Stored items

▬▬▬

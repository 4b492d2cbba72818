//! Configuration error types.

/// Errors that can occur when loading, saving, parsing, or validating configuration.
#[derive(Debug, thiserror::Error)]
pub enum ConfigError {
    /// Failed to read the config file from disk.
    #[error("failed to read config: {0}")]
    ReadError(#[source] std::io::Error),

    /// Failed to write the config file to disk.
    #[error("failed to write config: {0}")]
    WriteError(#[source] std::io::Error),

    /// Failed to parse RON content.
    #[error("failed to parse config: {0}")]
    ParseError(#[source] ron::error::SpannedError),

    /// Failed to serialize config to RON.
    #[error("failed to serialize config: {0}")]
    SerializeError(#[source] ron::Error),

    /// A setting holds a value the runtime cannot work with.
    #[error("invalid config value `{field}`: {reason}")]
    Invalid {
        /// Dotted path of the offending setting, e.g. `world.chunk_size`.
        field: &'static str,
        /// Human-readable description of the constraint.
        reason: &'static str,
    },
}
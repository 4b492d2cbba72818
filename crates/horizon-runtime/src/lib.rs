//! Runtime wiring for a streamed world.
//!
//! A [`WorldContext`] owns the chunk streamer, the optional navigation and
//! collision subsystems, the physics world and the event bus. It is driven
//! cooperatively: callers invoke [`WorldContext::tick`] with the observer
//! position and issue path queries between ticks.

mod context;
mod error;

pub use context::{Capabilities, Lifecycle, WorldContext};
pub use error::RuntimeError;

▬▬▬

Every line from the one containing "file from disk." to the end of the entries must be set down exactly, with none omitted and none added.

Final answer —
    /// Failed to read the config file from disk.
    #[error("failed to read config: {0}")]
    ReadError(#[source] std::io::Error),

    /// Failed to write the config file to disk.
    #[error("failed to write config: {0}")]
    WriteError(#[source] std::io::Error),

    /// Failed to parse RON content.
    #[error("failed to parse config: {0}")]
    ParseError(#[source] ron::error::SpannedError),

    /// Failed to serialize config to RON.
    #[error("failed to serialize config: {0}")]
    SerializeError(#[source] ron::Error),

    /// A setting holds a value the runtime cannot work with.
    #[error("invalid config value `{field}`: {reason}")]
    Invalid {
        /// Dotted path of the offending setting, e.g. `world.chunk_size`.
        field: &'static str,
        /// Human-readable description of the constraint.
        reason: &'static str,
    },
}
repository 4b492d2cbba72818
filename crates/horizon-runtime/src/lib.rs
//! Runtime wiring for a streamed world.
//!
//! A [`WorldContext`] owns the chunk streamer, the optional navigation and
//! collision subsystems, the physics world and the event bus. It is driven
//! cooperatively: callers invoke [`WorldContext::tick`] with the observer
//! position and issue path queries between ticks.

mod context;
mod error;

pub use context::{Capabilities, Lifecycle, WorldContext};
pub use error::RuntimeError;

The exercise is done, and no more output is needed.